Tomé el cigarro que me ofrecía. Parecía fabricado con hojas de oro, y por su forma recordaba al «londres». Lo encendí en un pequeño brasero sustentado en una elegante peana de bronce, y aspiré las primeras bocanadas con la voluptuosidad de quien no ha fumado durante dos días.

—Es excelente —dije—, pero no es tabaco.

—No —respondió el capitán—, este tabaco no procede ni de La Habana ni de Oriente. Es una especie de alga, rica en nicotina, que me provee el mar, si bien con alguna escasez. ¿Le hace echar de menos los «londres», señor?

—Capitán, a partir de hoy los desprecio.

—Fume, pues, sin preocuparse del origen de estos cigarros. No han pasado por el control de ningún monopolio, pero no por ello son menos buenos, creo yo.

—Al contrario.

En este momento el capitán Nemo abrió una puerta situada frente a la que me había abierto paso a la biblioteca, y por ella entré a un salón inmenso y espléndidamente iluminado.

Era un amplio cuadrilátero (diez metros de longitud, seis de anchura y cinco de altura) en el que las intersecciones de las paredes estaban recubiertas por paneles. Un techo luminoso, decorado con ligeros arabescos, distribuía una luz clara y suave sobre las maravillas acumuladas en aquel museo. Pues de un museo se trataba realmente. Una mano inteligente y pródiga había reunido en él tesoros de la naturaleza y del arte, con ese artístico desorden que distingue al estudio de un pintor.

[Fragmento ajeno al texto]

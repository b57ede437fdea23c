use std::collections::HashMap;

use maud::{Markup, html};
use sea_orm::{
    ColumnTrait, Condition, DatabaseConnection, EntityTrait, ModelTrait, QueryFilter, QueryOrder,
    QuerySelect,
};
use serde::Deserialize;

use super::{ModelAdmin, ModelKind, get_image};
use crate::{
    config::Config,
    entities::{
        actor, category, contact, genre, movie, movie_shots, rating, rating_star, reviews,
    },
    error::AppResult,
};

#[derive(Debug, Default, Deserialize)]
pub struct ListQuery {
    #[serde(default)]
    pub q: String,
    pub category: Option<i32>,
    pub year: Option<i32>,
}

impl ListQuery {
    fn search(&self) -> Option<&str> {
        let q = self.q.trim();
        (!q.is_empty()).then_some(q)
    }
}

#[derive(Clone, Debug)]
pub enum Cell {
    Text(String),
    Bool(bool),
    Html(Markup),
}

impl From<String> for Cell {
    fn from(s: String) -> Self {
        Cell::Text(s)
    }
}

impl From<&str> for Cell {
    fn from(s: &str) -> Self {
        Cell::Text(s.to_string())
    }
}

impl From<i32> for Cell {
    fn from(n: i32) -> Self {
        Cell::Text(n.to_string())
    }
}

/// One change-list row; `cells` line up with `ModelAdmin::list_display`.
#[derive(Clone, Debug)]
pub struct Row {
    pub id: i32,
    pub cells: Vec<Cell>,
}

/// A `list_filter` group: the query parameter it sets and its choices.
#[derive(Clone, Debug)]
pub struct FilterGroup {
    pub title: &'static str,
    pub param: &'static str,
    pub choices: Vec<(String, String)>,
}

const EMPTY: &str = "-";

pub async fn rows(
    db: &DatabaseConnection,
    cfg: &Config,
    kind: ModelKind,
    query: &ListQuery,
) -> AppResult<Vec<Row>> {
    let rows = match kind {
        ModelKind::Category => category::Entity::find()
            .order_by_asc(category::Column::Name)
            .all(db)
            .await?
            .into_iter()
            .map(|c| Row { id: c.id, cells: vec![c.id.into(), c.name.into(), c.url.into()] })
            .collect(),

        ModelKind::Movie => {
            let mut select = movie::Entity::find().find_also_related(category::Entity);
            if let Some(q) = query.search() {
                select = select.filter(
                    Condition::any()
                        .add(movie::Column::Title.contains(q))
                        .add(category::Column::Name.contains(q)),
                );
            }
            if let Some(category_id) = query.category {
                select = select.filter(movie::Column::CategoryId.eq(category_id));
            }
            if let Some(year) = query.year {
                select = select.filter(movie::Column::Year.eq(year));
            }

            select
                .order_by_asc(movie::Column::Title)
                .all(db)
                .await?
                .into_iter()
                .map(|(m, c)| Row {
                    id: m.id,
                    cells: vec![
                        m.id.into(),
                        m.title.into(),
                        c.map(|c| c.name).unwrap_or_else(|| EMPTY.to_string()).into(),
                        m.url.into(),
                        Cell::Bool(m.draft),
                    ],
                })
                .collect()
        },

        ModelKind::Reviews => {
            let all = reviews::Entity::find()
                .find_also_related(movie::Entity)
                .order_by_desc(reviews::Column::Id)
                .all(db)
                .await?;
            let labels: HashMap<i32, String> =
                all.iter().map(|(r, m)| (r.id, review_label(r, m.as_ref()))).collect();

            all.into_iter()
                .map(|(r, m)| {
                    let parent = r
                        .parent_id
                        .and_then(|id| labels.get(&id).cloned())
                        .unwrap_or_else(|| EMPTY.to_string());
                    Row {
                        id: r.id,
                        cells: vec![
                            r.id.into(),
                            r.name.into(),
                            r.email.into(),
                            parent.into(),
                            m.map(|m| m.title).unwrap_or_default().into(),
                        ],
                    }
                })
                .collect()
        },

        ModelKind::Actor => actor::Entity::find()
            .order_by_asc(actor::Column::Name)
            .all(db)
            .await?
            .into_iter()
            .map(|a| Row {
                id: a.id,
                cells: vec![a.name.clone().into(), a.age.into(), Cell::Html(get_image(cfg, &a))],
            })
            .collect(),

        ModelKind::Genre => genre::Entity::find()
            .order_by_asc(genre::Column::Name)
            .all(db)
            .await?
            .into_iter()
            .map(|g| Row { id: g.id, cells: vec![g.to_string().into()] })
            .collect(),

        ModelKind::MovieShots => movie_shots::Entity::find()
            .order_by_asc(movie_shots::Column::MovieId)
            .order_by_asc(movie_shots::Column::Id)
            .all(db)
            .await?
            .into_iter()
            .map(|s| Row { id: s.id, cells: vec![s.to_string().into()] })
            .collect(),

        ModelKind::RatingStar => rating_star::Entity::find()
            .order_by_desc(rating_star::Column::Value)
            .all(db)
            .await?
            .into_iter()
            .map(|s| Row { id: s.id, cells: vec![s.to_string().into()] })
            .collect(),

        ModelKind::Rating => {
            let stars: HashMap<i32, i16> = rating_star::Entity::find()
                .all(db)
                .await?
                .into_iter()
                .map(|s| (s.id, s.value))
                .collect();

            rating::Entity::find()
                .find_also_related(movie::Entity)
                .order_by_desc(rating::Column::Id)
                .all(db)
                .await?
                .into_iter()
                .map(|(r, m)| Row {
                    id: r.id,
                    cells: vec![
                        r.id.into(),
                        m.map(|m| m.title).unwrap_or_default().into(),
                        r.ip.into(),
                        stars.get(&r.star_id).map(|v| v.to_string()).unwrap_or_default().into(),
                    ],
                })
                .collect()
        },

        ModelKind::Contact => contact::Entity::find()
            .order_by_desc(contact::Column::Id)
            .all(db)
            .await?
            .into_iter()
            .map(|c| Row { id: c.id, cells: vec![c.to_string().into()] })
            .collect(),
    };

    Ok(rows)
}

pub async fn filters(db: &DatabaseConnection, admin: &ModelAdmin) -> AppResult<Vec<FilterGroup>> {
    let mut groups = Vec::new();

    for name in admin.list_filter {
        match (admin.kind, *name) {
            (ModelKind::Movie, "category") => {
                let choices = category::Entity::find()
                    .order_by_asc(category::Column::Name)
                    .all(db)
                    .await?
                    .into_iter()
                    .map(|c| (c.id.to_string(), c.name))
                    .collect();
                groups.push(FilterGroup { title: "Category", param: "category", choices });
            },
            (ModelKind::Movie, "year") => {
                let years: Vec<i32> = movie::Entity::find()
                    .select_only()
                    .column(movie::Column::Year)
                    .distinct()
                    .order_by_desc(movie::Column::Year)
                    .into_tuple()
                    .all(db)
                    .await?;
                let choices = years.into_iter().map(|y| (y.to_string(), y.to_string())).collect();
                groups.push(FilterGroup { title: "Year", param: "year", choices });
            },
            _ => {},
        }
    }

    Ok(groups)
}

/// Every review of a movie, replies included, for the inline block.
pub async fn movie_reviews(
    db: &DatabaseConnection,
    movie: &movie::Model,
) -> AppResult<Vec<reviews::Model>> {
    Ok(movie.find_related(reviews::Entity).order_by_asc(reviews::Column::Id).all(db).await?)
}

/// The `"{name} - {movie}"` display string of a review.
pub fn review_label(review: &reviews::Model, movie: Option<&movie::Model>) -> String {
    match movie {
        Some(movie) => format!("{} - {}", review.name, movie),
        None => review.name.clone(),
    }
}

pub fn render_cell(cell: &Cell) -> Markup {
    match cell {
        Cell::Text(text) => html! { (text) },
        Cell::Bool(true) => html! { span class="text-green-600" { "yes" } },
        Cell::Bool(false) => html! { span class="text-red-600" { "no" } },
        Cell::Html(markup) => markup.clone(),
    }
}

Una treintena de cuadros de grandes maestros, en marcos uniformes, separados por resplandecientes panoplias, ornaban las paredes cubiertas por tapices con dibujos severos. Pude ver allí telas valiosísimas, que en su mayor parte había admirado en las colecciones particulares de Europa y en las exposiciones. Las diferentes escuelas de los maestros antiguos estaban representadas por una madona de Rafael, una virgen de Leonardo da Vinci, una ninfa del Correggio, una mujer de Tiziano, una adoración de Veronese, una asunción de Murillo, un retrato de Holbein, un fraile de Velázquez, un mártir de Ribera, una fiesta de Rubens, dos paisajes flamencos de Teniers, tres pequeños cuadros de género de Gerard Dow, de Metsu y de Paul Potter, dos telas de Gericault y de Prudhon, algunas marinas de Backhuysen y de Vernet. Entre las obras de la pintura moderna, había cuadros firmados por Delácroix, Ingres, Decamps, Troyon, Meissonier, Daubigny, etc., y algunas admirables reducciones de estatuas de mármol o de bronce, según los más bellos modelos de la Antigüedad, se erguían sobre sus pedestales en los ángulos del magnífico museo.

El estado de estupefacción que me había augurado el comandante del
Nautilus
comenzaba ya a apoderarse de mi ánimo.

—Señor profesor —dijo aquel hombre extraño—, excusará usted el descuido con que le recibo y el desorden que reina en este salón.

—Señor —respondí—, sin que trate de saber quién es usted, ¿puedo reconocer en usted un artista?

—Un aficionado, nada más, señor. En otro tiempo gustaba yo de coleccionar estas bellas obras creadas por la mano del hombre. Era yo un ávido coleccionista, un infatigable buscador, y así pude reunir algunos objetos inapreciables. Estos son mis últimos recuerdos de esta tierra que ha muerto para mí. A mis ojos, sus artistas modernos ya son antiguos, ya tienen dos o tres mil años de existencia, y los confundo en mi mente. Los maestros no tienen edad.